What to Expect When You Choose a Mediator: Your Guide to a Respectful Resolution
Expect to be supported.
You are choosing a path where your future is designed by you, in a space of respect
When you decide to pursue divorce mediation, you are choosing a path of dignity, collaboration, and control. It’s natural to feel anxious about the process, but understanding the mediator's role can bring immense comfort.
Choosing mediation means you are not hiring a lawyer to fight for you; you are hiring a professional to guide you.

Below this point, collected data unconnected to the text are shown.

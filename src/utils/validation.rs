use regex::Regex;
use std::borrow::Cow;
use std::sync::LazyLock;
use validator::{ValidationError, ValidationErrors};

/// Passwords rejected at registration regardless of their shape
pub const COMMON_PASSWORDS: &[&str] = &[
    "password", "password1", "password12", "password123", "passw0rd", "p@ssword1",
    "12345678", "123456789", "1234567890", "11111111", "00000000", "87654321",
    "qwerty12", "qwerty123", "qwertyuiop", "1q2w3e4r", "1qaz2wsx", "zaq12wsx",
    "abc12345", "abcd1234", "iloveyou1", "letmein1", "welcome1", "welcome123",
    "monkey123", "dragon123", "football1", "baseball1", "sunshine1", "princess1",
    "admin123", "administrator1", "master123", "trustno1", "superman1", "batman123",
    "starwars1", "shadow123", "michael1", "jennifer1", "charlie1", "computer1",
    "internet1", "freedom1", "whatever1", "changeme1", "secret123", "login123",
    "pass1234", "test1234", "user1234", "hello123", "summer2020", "winter2020",
];

static SCRIPT_BLOCK: LazyLock<Regex> = LazyLock::new(|| {
    Regex::new(r"(?is)<\s*(script|style)[^>]*>.*?<\s*/\s*(script|style)\s*>").unwrap()
});
static MARKUP_TAG: LazyLock<Regex> = LazyLock::new(|| Regex::new(r"(?s)<[^>]*>").unwrap());

/// Strips HTML markup (and the bodies of script/style blocks) from free text.
pub fn strip_markup(input: &str) -> String {
    let without_scripts = SCRIPT_BLOCK.replace_all(input, "");
    MARKUP_TAG.replace_all(&without_scripts, "").trim().to_string()
}

fn failure(code: &'static str, message: &'static str) -> ValidationError {
    ValidationError::new(code).with_message(Cow::Borrowed(message))
}

/// Username rule: ASCII only, no whitespace.
pub fn username_shape(value: &str) -> Result<(), ValidationError> {
    if !value.is_ascii() {
        return Err(failure("ascii", "Username can only contain ASCII characters"));
    }
    if value.chars().any(char::is_whitespace) {
        return Err(failure("whitespace", "No spaces are allowed in the username"));
    }
    Ok(())
}

/// Password rule: no whitespace, not a common password, at least 8
/// characters with a digit. The upper bound is a separate `length` rule.
pub fn password_strength(value: &str) -> Result<(), ValidationError> {
    if value.chars().any(char::is_whitespace) {
        return Err(failure("whitespace", "No spaces are allowed in the password"));
    }
    if COMMON_PASSWORDS.contains(&value.to_lowercase().as_str()) {
        return Err(failure(
            "common_password",
            "Common words are not accepted as a password",
        ));
    }
    if value.chars().count() < 8 || !value.chars().any(|c| c.is_ascii_digit()) {
        return Err(failure(
            "digit",
            "The password must be at least 8 characters long and contain a number",
        ));
    }
    Ok(())
}

/// Flattens validator output into one sentence per failed rule, in a stable
/// field order.
pub fn collect_messages(errors: &ValidationErrors) -> String {
    let mut fields: Vec<_> = errors.field_errors().into_iter().collect();
    fields.sort_by(|a, b| a.0.cmp(&b.0));

    let mut messages = Vec::new();
    for (field, field_errors) in fields {
        for error in field_errors {
            let message = error
                .message
                .as_ref()
                .map(|m| m.to_string())
                .unwrap_or_else(|| format!("Invalid {}", field));
            let message = message.trim_end_matches('.').to_string();
            if !messages.contains(&message) {
                messages.push(message);
            }
        }
    }

    messages
        .into_iter()
        .map(|m| format!("{}.", m))
        .collect::<Vec<_>>()
        .join(" ")
}

/// Whole megabytes needed to hold `bytes`, rounded up.
pub fn size_in_mb(bytes: u64) -> i32 {
    bytes.div_ceil(1024 * 1024) as i32
}
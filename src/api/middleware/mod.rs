pub mod auth;
pub mod request_id;
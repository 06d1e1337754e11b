use crate::AppState;
use crate::api::error::AppError;
use crate::api::flash::FlashRedirect;
use crate::entities::{items, sessions, users};
use crate::services::accounts::AccountService;
use axum::{
    extract::{Path, Request, State},
    http::header::REFERER,
    middleware::Next,
    response::{IntoResponse, Response},
};
use axum_extra::extract::CookieJar;

pub const SESSION_COOKIE: &str = "session";

/// The logged-in principal, inserted by [`session_loader`].
#[derive(Clone, Debug)]
pub struct CurrentUser(pub users::Model);

#[derive(Clone, Debug)]
pub struct CurrentSession(pub sessions::Model);

/// The item named by the route, inserted by [`require_item_owner`].
#[derive(Clone, Debug)]
pub struct OwnedItem(pub items::Model);

/// Resolves the session cookie into a [`CurrentUser`]. Never rejects; an
/// invalid or expired session simply leaves the request anonymous.
pub async fn session_loader(
    State(state): State<AppState>,
    jar: CookieJar,
    mut req: Request,
    next: Next,
) -> Response {
    if let Some(cookie) = jar.get(SESSION_COOKIE) {
        match AccountService::resolve_session(&state.db, &state.config, cookie.value()).await {
            Ok(Some((session, user))) => {
                req.extensions_mut().insert(CurrentSession(session));
                req.extensions_mut().insert(CurrentUser(user));
            }
            Ok(None) => tracing::debug!("Ignoring stale session cookie"),
            Err(e) => tracing::warn!("Session lookup failed: {}", e),
        }
    }

    next.run(req).await
}

pub async fn require_login(req: Request, next: Next) -> Response {
    if req.extensions().get::<CurrentUser>().is_none() {
        return AppError::Unauthenticated.into_response();
    }
    next.run(req).await
}

pub async fn require_logged_out(req: Request, next: Next) -> Response {
    if req.extensions().get::<CurrentUser>().is_some() {
        return FlashRedirect::error("/home", "Already logged in.").into_response();
    }
    next.run(req).await
}

/// Accounts wait for an admin to activate them before they can use items.
pub async fn require_active(req: Request, next: Next) -> Response {
    match req.extensions().get::<CurrentUser>() {
        None => AppError::Unauthenticated.into_response(),
        Some(CurrentUser(user)) if !user.is_active => {
            AppError::PendingActivation.into_response()
        }
        Some(_) => next.run(req).await,
    }
}

pub async fn require_admin(req: Request, next: Next) -> Response {
    match req.extensions().get::<CurrentUser>() {
        None => AppError::Unauthenticated.into_response(),
        Some(CurrentUser(user)) if !user.is_admin => {
            AppError::Forbidden("You don't have permission to do that".to_string())
                .into_response()
        }
        Some(_) => next.run(req).await,
    }
}

/// Only the creator of the item in the path, or an admin, may pass.
pub async fn require_item_owner(
    State(state): State<AppState>,
    Path(id): Path<String>,
    mut req: Request,
    next: Next,
) -> Response {
    let Some(CurrentUser(user)) = req.extensions().get::<CurrentUser>().cloned() else {
        return AppError::Unauthenticated.into_response();
    };

    let item = match state.items.find_item(&id).await {
        Ok(item) => item,
        Err(e @ AppError::NotFound(_)) => {
            let back = req
                .headers()
                .get(REFERER)
                .and_then(|v| v.to_str().ok())
                .unwrap_or("/home")
                .to_string();
            return e.redirect(back);
        }
        Err(e) => return e.redirect("/home"),
    };

    if item.creator_id != user.id && !user.is_admin {
        return AppError::Forbidden("You don't have permission to do that".to_string())
            .redirect(format!("/home/{}", id));
    }

    req.extensions_mut().insert(OwnedItem(item));
    next.run(req).await
}

/// `/user/:id` is only visible to the user it names.
pub async fn require_self(Path(id): Path<String>, req: Request, next: Next) -> Response {
    match req.extensions().get::<CurrentUser>() {
        None => AppError::Unauthenticated.into_response(),
        Some(CurrentUser(user)) if user.id != id => {
            AppError::Forbidden("You don't have permission to do that".to_string())
                .into_response()
        }
        Some(_) => next.run(req).await,
    }
}
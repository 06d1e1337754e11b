pub mod error;
pub mod flash;
pub mod handlers;
pub mod middleware;
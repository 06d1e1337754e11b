use crate::config::{AppConfig, DEFAULT_GROUP_LIMIT, DEFAULT_GROUP_NAME, MAX_USER_LIMIT_MB};
use crate::entities::{admin_settings, groups, prelude::*, users};
use crate::services::membership::MembershipService;
use crate::services::settings::SETTINGS_ROW_ID;
use crate::utils::auth::hash_password;
use sea_orm::{ActiveModelTrait, ColumnTrait, DatabaseConnection, EntityTrait, QueryFilter, Set};
use tracing::info;

/// Idempotent startup data: the default group, the settings row and, when
/// configured, a bootstrap admin account.
pub async fn seed_initial_data(db: &DatabaseConnection, config: &AppConfig) -> anyhow::Result<()> {
    info!("🌱 Seeding initial data...");

    let default_group = Groups::find()
        .filter(groups::Column::GroupName.eq(DEFAULT_GROUP_NAME))
        .one(db)
        .await?;
    if default_group.is_none() {
        groups::ActiveModel {
            id: Set(uuid::Uuid::new_v4().to_string()),
            group_name: Set(DEFAULT_GROUP_NAME.to_string()),
            is_active: Set(true),
            group_limit: Set(DEFAULT_GROUP_LIMIT),
            current_usage: Set(0),
            created_at: Set(Some(chrono::Utc::now())),
        }
        .insert(db)
        .await?;
        info!("   - Created group '{}'", DEFAULT_GROUP_NAME);
    }

    if AdminSettings::find_by_id(SETTINGS_ROW_ID).one(db).await?.is_none() {
        admin_settings::ActiveModel {
            id: Set(SETTINGS_ROW_ID),
            item_size_limit_mb: Set(config.default_item_size_limit_mb),
            updated_at: Set(None),
            updated_by: Set(None),
        }
        .insert(db)
        .await?;
        info!(
            "   - Item size limit initialised to {} MB",
            config.default_item_size_limit_mb
        );
    }

    if let (Some(username), Some(password)) = (&config.admin_username, &config.admin_password) {
        seed_admin(db, username, password).await?;
    }

    info!("✅ Seeding complete");
    Ok(())
}

async fn seed_admin(db: &DatabaseConnection, username: &str, password: &str) -> anyhow::Result<()> {
    let existing = Users::find()
        .filter(users::Column::Username.eq(username))
        .one(db)
        .await?;

    match existing {
        Some(user) if user.is_admin && user.is_active => {}
        Some(user) => {
            let mut active: users::ActiveModel = user.into();
            active.is_admin = Set(true);
            active.is_active = Set(true);
            active.update(db).await?;
            info!("   - Promoted '{}' to admin", username);
        }
        None => {
            users::ActiveModel {
                id: Set(uuid::Uuid::new_v4().to_string()),
                username: Set(username.to_string()),
                actual_name: Set("Administrator".to_string()),
                password_hash: Set(hash_password(password)?),
                is_admin: Set(true),
                is_active: Set(true),
                user_limit: Set(MAX_USER_LIMIT_MB),
                current_usage: Set(0),
                created_at: Set(Some(chrono::Utc::now())),
            }
            .insert(db)
            .await?;
            info!("   - Created admin '{}'", username);
        }
    }

    MembershipService::sync_admin_groups(db).await?;
    Ok(())
}
pub mod accounts;
pub mod audit;
pub mod item_service;
pub mod membership;
pub mod quota;
pub mod settings;
pub mod storage;
pub mod worker;
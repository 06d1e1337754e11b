use sea_orm::entity::prelude::*;
use serde::{Deserialize, Serialize};

/// Process-wide settings an admin can change at runtime. Single row, id 1.
#[derive(Clone, Debug, PartialEq, Eq, DeriveEntityModel, Serialize, Deserialize)]
#[sea_orm(table_name = "admin_settings")]
pub struct Model {
    #[sea_orm(primary_key, auto_increment = false)]
    pub id: i32,
    /// Upload ceiling for a single item, in MB
    pub item_size_limit_mb: i32,
    pub updated_at: Option<DateTimeUtc>,
    pub updated_by: Option<String>,
}

#[derive(Copy, Clone, Debug, EnumIter, DeriveRelation)]
pub enum Relation {}

impl ActiveModelBehavior for ActiveModel {}
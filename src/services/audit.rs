use std::fmt;
use tracing::info;

#[derive(Debug, Clone, Copy)]
pub enum AuditEventType {
    UserRegister,
    UserLogin,
    UserLogout,
    UserUpdate,
    ItemCreate,
    ItemUpdate,
    ItemDelete,
    GroupCreate,
    GroupUpdate,
    SettingsUpdate,
}

impl fmt::Display for AuditEventType {
    fn fmt(&self, f: &mut fmt::Formatter) -> fmt::Result {
        write!(f, "{:?}", self)
    }
}

/// Emits a structured event on the `audit` target.
pub fn record(event_type: AuditEventType, actor: Option<&str>, resource_id: Option<&str>, status: &str) {
    info!(
        target: "audit",
        event_type = %event_type,
        actor = ?actor,
        resource_id = ?resource_id,
        status = %status,
        "Audit Event Occurred"
    );
}
#![allow(dead_code)]

use async_trait::async_trait;
use axum::{
    Router,
    body::Body,
    http::{Request, Response, header},
};
use bytes::Bytes;
use groupshare::config::{AppConfig, DEFAULT_GROUP_NAME};
use groupshare::entities::{group_members, groups, prelude::*, users};
use groupshare::infrastructure::{database, seed};
use groupshare::services::storage::{ObjectStore, StoredObject, object_key};
use groupshare::utils::auth::hash_password;
use groupshare::{AppState, create_app};
use http_body_util::BodyExt;
use percent_encoding::percent_decode_str;
use sea_orm::{ActiveModelTrait, ColumnTrait, DatabaseConnection, EntityTrait, QueryFilter, Set};
use serde_json::Value;
use std::collections::HashMap;
use std::sync::{Arc, Mutex};
use std::time::Duration;
use tower::ServiceExt;

pub const PASSWORD: &str = "s3cretpass";
pub const MB: usize = 1024 * 1024;

#[derive(Default)]
pub struct MockObjectStore {
    objects: Mutex<HashMap<String, Bytes>>,
}

impl MockObjectStore {
    pub fn keys(&self) -> Vec<String> {
        self.objects.lock().unwrap().keys().cloned().collect()
    }

    pub fn len(&self) -> usize {
        self.objects.lock().unwrap().len()
    }
}

#[async_trait]
impl ObjectStore for MockObjectStore {
    async fn put(&self, data: Bytes, _content_type: &str, filename: &str) -> anyhow::Result<StoredObject> {
        let key = object_key(filename);
        self.objects.lock().unwrap().insert(key.clone(), data);
        Ok(StoredObject {
            url: format!("/obj/mock-bucket/{}", key),
            key,
        })
    }

    async fn delete(&self, key: &str) -> anyhow::Result<()> {
        self.objects.lock().unwrap().remove(key);
        Ok(())
    }

    async fn exists(&self, key: &str) -> anyhow::Result<bool> {
        Ok(self.objects.lock().unwrap().contains_key(key))
    }
}

pub struct TestApp {
    pub app: Router,
    pub db: DatabaseConnection,
    pub store: Arc<MockObjectStore>,
}

pub async fn setup() -> TestApp {
    let config = AppConfig::default();
    let db = database::connect_in_memory().await.unwrap();
    seed::seed_initial_data(&db, &config).await.unwrap();

    let store = Arc::new(MockObjectStore::default());
    let state = AppState::new(db.clone(), store.clone(), config);

    TestApp {
        app: create_app(state),
        db,
        store,
    }
}

impl TestApp {
    pub async fn send(&self, request: Request<Body>) -> Response<Body> {
        self.app.clone().oneshot(request).await.unwrap()
    }

    /// Logs in through the form and returns the `Cookie` header value.
    pub async fn login(&self, username: &str) -> String {
        let response = self
            .send(form_request("POST", "/login", None, &format!("username={}&password={}", username, PASSWORD)))
            .await;
        assert_eq!(location(&response), "/home", "login failed for {}", username);
        session_cookie(&response).expect("session cookie")
    }
}

pub async fn default_group(db: &DatabaseConnection) -> groups::Model {
    Groups::find()
        .filter(groups::Column::GroupName.eq(DEFAULT_GROUP_NAME))
        .one(db)
        .await
        .unwrap()
        .unwrap()
}

pub async fn create_group(db: &DatabaseConnection, name: &str, usage: i32, limit: i32) -> groups::Model {
    groups::ActiveModel {
        id: Set(uuid::Uuid::new_v4().to_string()),
        group_name: Set(name.to_string()),
        is_active: Set(true),
        group_limit: Set(limit),
        current_usage: Set(usage),
        created_at: Set(None),
    }
    .insert(db)
    .await
    .unwrap()
}

pub async fn set_group_usage(db: &DatabaseConnection, group: &groups::Model, usage: i32) {
    let mut active: groups::ActiveModel = group.clone().into();
    active.current_usage = Set(usage);
    active.update(db).await.unwrap();
}

/// An account with the shared test password, member of the default group.
pub async fn create_user(
    db: &DatabaseConnection,
    username: &str,
    active: bool,
    admin: bool,
    limit: i32,
    usage: i32,
) -> users::Model {
    let user = users::ActiveModel {
        id: Set(uuid::Uuid::new_v4().to_string()),
        username: Set(username.to_string()),
        actual_name: Set(format!("{} name", username)),
        password_hash: Set(hash_password(PASSWORD).unwrap()),
        is_admin: Set(admin),
        is_active: Set(active),
        user_limit: Set(limit),
        current_usage: Set(usage),
        created_at: Set(None),
    }
    .insert(db)
    .await
    .unwrap();

    group_members::ActiveModel {
        user_id: Set(user.id.clone()),
        group_id: Set(default_group(db).await.id),
    }
    .insert(db)
    .await
    .unwrap();

    user
}

pub async fn reload_user(db: &DatabaseConnection, id: &str) -> users::Model {
    Users::find_by_id(id).one(db).await.unwrap().unwrap()
}

pub async fn reload_group(db: &DatabaseConnection, id: &str) -> groups::Model {
    Groups::find_by_id(id).one(db).await.unwrap().unwrap()
}

pub fn form_request(method: &str, uri: &str, cookie: Option<&str>, body: &str) -> Request<Body> {
    let mut builder = Request::builder()
        .method(method)
        .uri(uri)
        .header(header::CONTENT_TYPE, "application/x-www-form-urlencoded");
    if let Some(cookie) = cookie {
        builder = builder.header(header::COOKIE, cookie);
    }
    builder.body(Body::from(body.to_string())).unwrap()
}

pub fn get(uri: &str, cookie: Option<&str>) -> Request<Body> {
    let mut builder = Request::builder().method("GET").uri(uri);
    if let Some(cookie) = cookie {
        builder = builder.header(header::COOKIE, cookie);
    }
    builder.body(Body::empty()).unwrap()
}

pub fn delete(uri: &str, cookie: &str) -> Request<Body> {
    Request::builder()
        .method("DELETE")
        .uri(uri)
        .header(header::COOKIE, cookie)
        .body(Body::empty())
        .unwrap()
}

const BOUNDARY: &str = "groupshare-test-boundary";

/// Multipart item form: text fields, repeated `groups`, optional `userFile`.
pub fn item_request(
    method: &str,
    uri: &str,
    cookie: &str,
    name: &str,
    description: &str,
    group_ids: &[&str],
    file: Option<(&str, Vec<u8>)>,
) -> Request<Body> {
    let mut body: Vec<u8> = Vec::new();
    let mut text = |field: &str, value: &str| {
        body.extend_from_slice(
            format!(
                "--{}\r\nContent-Disposition: form-data; name=\"{}\"\r\n\r\n{}\r\n",
                BOUNDARY, field, value
            )
            .as_bytes(),
        );
    };
    text("name", name);
    text("description", description);
    for id in group_ids {
        text("groups", id);
    }

    if let Some((filename, data)) = file {
        body.extend_from_slice(
            format!(
                "--{}\r\nContent-Disposition: form-data; name=\"userFile\"; filename=\"{}\"\r\nContent-Type: application/octet-stream\r\n\r\n",
                BOUNDARY, filename
            )
            .as_bytes(),
        );
        body.extend_from_slice(&data);
        body.extend_from_slice(b"\r\n");
    }
    body.extend_from_slice(format!("--{}--\r\n", BOUNDARY).as_bytes());

    Request::builder()
        .method(method)
        .uri(uri)
        .header(
            header::CONTENT_TYPE,
            format!("multipart/form-data; boundary={}", BOUNDARY),
        )
        .header(header::COOKIE, cookie)
        .body(Body::from(body))
        .unwrap()
}

pub fn payload(bytes: usize) -> Vec<u8> {
    vec![b'x'; bytes]
}

pub fn location(response: &Response<Body>) -> String {
    response
        .headers()
        .get(header::LOCATION)
        .and_then(|v| v.to_str().ok())
        .unwrap_or_default()
        .to_string()
}

fn set_cookie_value(response: &Response<Body>, name: &str) -> Option<String> {
    let prefix = format!("{}=", name);
    response
        .headers()
        .get_all(header::SET_COOKIE)
        .iter()
        .filter_map(|v| v.to_str().ok())
        .find(|v| v.starts_with(&prefix))
        .map(|v| {
            v[prefix.len()..]
                .split(';')
                .next()
                .unwrap_or_default()
                .to_string()
        })
}

pub fn session_cookie(response: &Response<Body>) -> Option<String> {
    set_cookie_value(response, "session")
        .filter(|v| !v.is_empty())
        .map(|v| format!("session={}", v))
}

/// The flash queued by a redirect, as `kind:message`.
pub fn flash(response: &Response<Body>) -> String {
    let raw = set_cookie_value(response, "flash").unwrap_or_default();
    percent_decode_str(&raw).decode_utf8().unwrap().to_string()
}

pub async fn json_body(response: Response<Body>) -> Value {
    let bytes = response.into_body().collect().await.unwrap().to_bytes();
    serde_json::from_slice(&bytes).unwrap()
}

/// Object deletes run in the background; poll until `check` holds.
pub async fn eventually(check: impl Fn() -> bool) -> bool {
    for _ in 0..50 {
        if check() {
            return true;
        }
        tokio::time::sleep(Duration::from_millis(20)).await;
    }
    check()
}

Here is what you can truly expect from your mediator and the mediation process:
1. A Neutral, Impartial Guide
What they are NOT: A judge who makes decisions for you, or an advocate who takes one spouse's side.
What they ARE: A neutral third party whose sole focus is to help both of you reach a mutually acceptable agreement.
They Hold the Space: Your mediator will manage the dialogue, ensuring that both voices are heard respectfully and equally.
They Keep it Focused: They won't allow sessions to derail into arguments or emotional blame. Their job is to keep the conversation centered on solutions and logistics—your assets, debts, and co-parenting needs.
2. A Voice for Your Children’s Best Interest
For divorcing parents, the mediator's role in creating a Parenting Plan is one of the most vital services they offer.
They Prioritize the Kids: The mediator will constantly bring the focus back to the children's needs, not the parents' wants. They will ask questions like, "How will this schedule work around the children's activities?" and "What is best for their stability?"
They Create Structured Plans: They will guide you in developing detailed, comprehensive schedules for residential time, holidays, vacations, and rules for communication (known as the Parenting Plan).
3. A Compassionate Process Manager
Mediation recognizes that divorce is profoundly emotional, even if the goal is logistical.
You Set the Pace: Unlike a court that dictates deadlines, you and your spouse, with the mediator's advice, determine the pace and frequency of your meetings. This gives you time to process, gather documents, and consult with your lawyers.
You Craft the Final Document: The mediator helps draft the final Marital Settlement Agreement (MSA) and Parenting Plan. These are not imposed upon you; they are your agreements, worded clearly and legally, ready to be submitted to the court.
Choosing mediation is an act of courage and kindness—to yourself and your family. Expect to be challenged, but also expect to be supported. You are choosing a path where your future is designed by you, in a space of respect, rather than left to the unpredictable roll of the litigation dice.